J. Bruce Fields wrote:
On Tue, Dec 04, 2007 at 09:59:57PM -0800, g2 wrote:
Hello all,
I am currently working on some code at the office that I also want to work
with at home. Seems like a good candidate for git. So I created a
repository at work and did a "git clone" at home. I've run into some
strange behaviour that I don't understand and would appreciate if someone
can clarify for me.
Imagine this scenario. At work:
git init
edit test.c
git add test.c
git commit
Then at home:
git clone <work git url>
edit test.c
git commit -a
git push
You'll be much happier at this point if you ssh into work and then git
pull from home....
At this point, I wanted to push my changes back to my work repository so I
can continue work the next day. So at home, I did a git push. I expect that
my work repository has the newest material, but I find that when I do "git
status" at work the next day, it tells me that my test.c is "modified" and
has already staged it for commit. I need to do a "git reset" followed by
"git checkout" to update my work folder to the latest stuff.
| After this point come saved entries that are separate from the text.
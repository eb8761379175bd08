use crate::aggregate::Profile;
use regex::Regex;
use std::collections::HashMap;
use std::sync::OnceLock;

/// Normalized word -> occurrences within a single bio.
pub type WordMultiset = HashMap<String, u32>;

/// Split free text into a multiset of normalized words.
///
/// `/` counts as a separator (`hiking/climbing` is two words). Each
/// whitespace-separated field loses its leading and trailing non-letters,
/// so `don't` and `well-read` keep their inner punctuation. A letter is a
/// character of the Unicode Letter category (`\p{L}`); digits, Roman
/// numerals, circled letters and combining marks are not.
pub fn tokenize(text: &str) -> WordMultiset {
    let mut words = WordMultiset::new();
    let text = text.replace('/', " ");
    for field in text.split_whitespace() {
        if let Some(word) = normalize(field) {
            *words.entry(word).or_insert(0) += 1;
        }
    }
    words
}

/// Words of the profile's bio; empty when the profile has no bio.
pub fn words_in_bio<P: Profile + ?Sized>(profile: &P) -> WordMultiset {
    profile.bio().map(tokenize).unwrap_or_default()
}

fn normalize(field: &str) -> Option<String> {
    let trimmed = trim_to_letters(field);
    if trimmed.is_empty() {
        return None;
    }
    // Lowercasing can expand a letter into letter + combining mark (`İ`).
    let lowered = trimmed.to_lowercase();
    let word = trim_to_letters(&lowered);
    (!word.is_empty()).then(|| word.to_string())
}

fn letter_span() -> &'static Regex {
    static LETTER_SPAN: OnceLock<Regex> = OnceLock::new();
    // First letter through last letter.
    LETTER_SPAN
        .get_or_init(|| Regex::new(r"(?s)\p{L}(?:.*\p{L})?").expect("letter span pattern"))
}

fn trim_to_letters(field: &str) -> &str {
    letter_span().find(field).map_or("", |span| span.as_str())
}
//! HTTP side of the profile dumper.
//!
//! [`DumpClient`] replays the captured browser calls (see `dump-template`)
//! with fresh field values and decodes encounters pages into
//! [`dump_protocol::User`] records. [`PhotoFetcher`] downloads profile
//! photos, and [`Geocoder`] resolves the place names that profiles report
//! into coordinates.

pub mod client;
pub mod config;
pub mod encounters;
pub mod error;
pub mod geocode;
pub mod photos;

pub use client::DumpClient;
pub use config::{ClientConfig, DEFAULT_GEOCODE_REFERER, DEFAULT_GEOCODE_URL};
pub use encounters::decode_encounters;
pub use error::{ClientError, Result};
pub use geocode::Geocoder;
pub use photos::PhotoFetcher;
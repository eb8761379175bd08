use crate::covariates::Covariate;
use dump_correlate::{bottom_correlations, top_correlations, CorrelationTable};
use serde::Serialize;

#[derive(Debug, Serialize)]
pub struct CovariateReport {
    pub covariate: String,
    pub heading: String,
    pub top: Vec<WordScore>,
    pub bottom: Vec<WordScore>,
}

#[derive(Debug, Serialize, PartialEq)]
pub struct WordScore {
    pub word: String,
    pub coefficient: f64,
}

impl CovariateReport {
    pub fn new(
        covariate: &Covariate,
        table: &CorrelationTable,
        limit: usize,
        ignore: &[String],
    ) -> Self {
        let scores = |ranked: Vec<(String, f64)>| -> Vec<WordScore> {
            ranked
                .into_iter()
                .map(|(word, coefficient)| WordScore { word, coefficient })
                .collect()
        };
        Self {
            covariate: covariate.to_string(),
            heading: covariate.heading(),
            top: scores(top_correlations(table, limit, ignore)),
            bottom: scores(bottom_correlations(table, limit, ignore)),
        }
    }

    /// Heading, one `word coefficient` line per top word, then a blank line.
    pub fn render_text(&self) -> String {
        let mut out = String::new();
        out.push_str(&self.heading);
        out.push('\n');
        for score in &self.top {
            out.push_str(&format!("{} {}\n", score.word, score.coefficient));
        }
        out.push('\n');
        out
    }
}

/// `count location` lines, most common first; ties by name.
pub fn render_location_counts(counts: &[(String, usize)]) -> String {
    counts
        .iter()
        .map(|(location, count)| format!("{count} {location}\n"))
        .collect()
}
use crate::config::ClientConfig;
use crate::error::Result;
use dump_protocol::Photo;
use reqwest::Client;

/// Downloads profile photos from the CDN. Needs no session.
#[derive(Debug, Clone)]
pub struct PhotoFetcher {
    http: Client,
    scheme: String,
}

impl PhotoFetcher {
    pub fn new(config: &ClientConfig) -> Result<Self> {
        Ok(Self {
            http: config.http_client()?,
            scheme: config.photo_scheme.clone(),
        })
    }

    /// Bytes of the photo's large version.
    pub async fn fetch(&self, photo: &Photo) -> Result<Vec<u8>> {
        let url = photo_url(&self.scheme, &photo.large_url);
        let response = self.http.get(&url).send().await?.error_for_status()?;
        let data = response.bytes().await?;
        log::debug!("Downloaded photo {} ({} bytes)", photo.id, data.len());
        Ok(data.to_vec())
    }
}

/// Photo URLs come protocol-relative (`//cdn/...`).
fn photo_url(scheme: &str, url: &str) -> String {
    if url.starts_with("//") {
        format!("{scheme}{url}")
    } else {
        url.to_string()
    }
}
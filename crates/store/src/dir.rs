use crate::config::StoreConfig;
use crate::cursor::Cursor;
use crate::db::{distinct_locations, Database};
use crate::error::{Result, StoreError};
use dump_protocol::{Location, Photo, User};
use serde::de::DeserializeOwned;
use serde::Serialize;
use std::fs;
use std::io::{ErrorKind, Write};
use std::path::{Path, PathBuf};
use tempfile::NamedTempFile;

const PROFILES_DIR: &str = "profiles";
const PHOTOS_DIR: &str = "photos";
const LOCATIONS_DIR: &str = "locations";

/// Database kept as one JSON file per record:
///
/// ```text
/// <root>/profiles/<user id>.json
/// <root>/photos/<photo id>.json      metadata
/// <root>/locations/<name>.json
/// <images_path>/<photo id>.jpg       photo bytes
/// ```
#[derive(Debug, Clone)]
pub struct DirDatabase {
    config: StoreConfig,
}

impl DirDatabase {
    /// Open the database, creating its directories when missing.
    pub fn open(config: StoreConfig) -> Result<Self> {
        for dir in [PROFILES_DIR, PHOTOS_DIR, LOCATIONS_DIR] {
            fs::create_dir_all(config.root.join(dir))?;
        }
        fs::create_dir_all(&config.images_path)?;
        log::debug!(
            "Opened profile store at {} (images in {})",
            config.root.display(),
            config.images_path.display()
        );
        Ok(Self { config })
    }

    pub fn config(&self) -> &StoreConfig {
        &self.config
    }

    fn record_path(&self, table: &str, key: &str) -> PathBuf {
        self.config
            .root
            .join(table)
            .join(format!("{}.json", file_stem(key)))
    }

    fn image_path(&self, photo_id: &str) -> PathBuf {
        self.config
            .images_path
            .join(format!("{}.jpg", file_stem(photo_id)))
    }

    fn read_record<T: DeserializeOwned>(&self, table: &str, key: &str, what: &str) -> Result<T> {
        match fs::read(self.record_path(table, key)) {
            Ok(bytes) => Ok(serde_json::from_slice(&bytes)?),
            Err(err) if err.kind() == ErrorKind::NotFound => {
                Err(StoreError::NotFound(format!("{what} {key}")))
            }
            Err(err) => Err(err.into()),
        }
    }

    fn write_record<T: Serialize>(&self, table: &str, key: &str, record: &T) -> Result<()> {
        let bytes = serde_json::to_vec_pretty(record)?;
        write_atomic(&self.record_path(table, key), &bytes)
    }

    fn scan<T>(&self, table: &'static str) -> Cursor<T>
    where
        T: DeserializeOwned + Send + 'static,
    {
        let dir = self.config.root.join(table);
        Cursor::spawn(table, self.config.cursor_buffer, move |out| {
            let mut paths: Vec<PathBuf> = Vec::new();
            for entry in fs::read_dir(&dir)? {
                let path = entry?.path();
                if path.extension().is_some_and(|ext| ext == "json") {
                    paths.push(path);
                }
            }
            paths.sort();
            for path in paths {
                let bytes = fs::read(&path)?;
                let record: T = serde_json::from_slice(&bytes).map_err(|err| {
                    StoreError::Other(format!("Corrupt record {}: {err}", path.display()))
                })?;
                if !out.send(record) {
                    break;
                }
            }
            Ok(())
        })
    }
}

impl Database for DirDatabase {
    fn add_user(&self, user: &User) -> Result<()> {
        self.write_record(PROFILES_DIR, &user.id, user)
    }

    fn get_user(&self, user_id: &str) -> Result<User> {
        self.read_record(PROFILES_DIR, user_id, "user")
    }

    fn all_users(&self) -> Cursor<User> {
        self.scan(PROFILES_DIR)
    }

    fn all_user_locations(&self) -> Result<Vec<String>> {
        distinct_locations(self.all_users())
    }

    fn photo_exists(&self, photo_id: &str) -> Result<bool> {
        Ok(self.record_path(PHOTOS_DIR, photo_id).try_exists()?)
    }

    fn add_photo(&self, photo: &Photo, data: &[u8]) -> Result<()> {
        let image = self.image_path(&photo.id);
        write_atomic(&image, data)?;
        if let Err(err) = self.write_record(PHOTOS_DIR, &photo.id, photo) {
            if let Err(cleanup) = fs::remove_file(&image) {
                log::warn!("Failed to remove {}: {cleanup}", image.display());
            }
            return Err(err);
        }
        Ok(())
    }

    fn get_photo(&self, photo_id: &str) -> Result<(Photo, Vec<u8>)> {
        let photo: Photo = self.read_record(PHOTOS_DIR, photo_id, "photo")?;
        let data = fs::read(self.image_path(photo_id))?;
        Ok((photo, data))
    }

    fn add_location(&self, location: &Location) -> Result<()> {
        self.write_record(LOCATIONS_DIR, &location.name, location)
    }

    fn get_location(&self, name: &str) -> Result<Location> {
        self.read_record(LOCATIONS_DIR, name, "location")
    }

    fn all_locations(&self) -> Cursor<Location> {
        self.scan(LOCATIONS_DIR)
    }
}

/// File name for a record key: ASCII alphanumerics, `-` and `_` are kept,
/// every other byte is written as `%XX`.
fn file_stem(key: &str) -> String {
    let mut stem = String::with_capacity(key.len());
    for byte in key.bytes() {
        if byte.is_ascii_alphanumeric() || byte == b'-' || byte == b'_' {
            stem.push(byte as char);
        } else {
            stem.push_str(&format!("%{byte:02X}"));
        }
    }
    if stem.is_empty() {
        stem.push('%');
    }
    stem
}

/// Write to a uniquely named temp file in the same directory, then rename.
/// The temp file is removed on failure.
fn write_atomic(path: &Path, bytes: &[u8]) -> Result<()> {
    let dir = path.parent().unwrap_or_else(|| Path::new("."));
    let mut tmp = NamedTempFile::new_in(dir)?;
    tmp.write_all(bytes)?;
    tmp.persist(path).map_err(|err| err.error)?;
    Ok(())
}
Totally different from my expectation of the repository knowing that it is
out of date and then kindly suggesting that I should do a "git update" of
some sort. What piece of understanding am I missing to properly "get" what
is going on here, and how am I supposed to properly work with this setup?
Git doesn't support pushing to any branch that's checked out somewhere.
Yes it does. It just supports it badly. If there is a work-tree connected to
the receiving repository and that work-tree is pristine, it would be safe and
sane to write the newly pushed changes to the connected working tree.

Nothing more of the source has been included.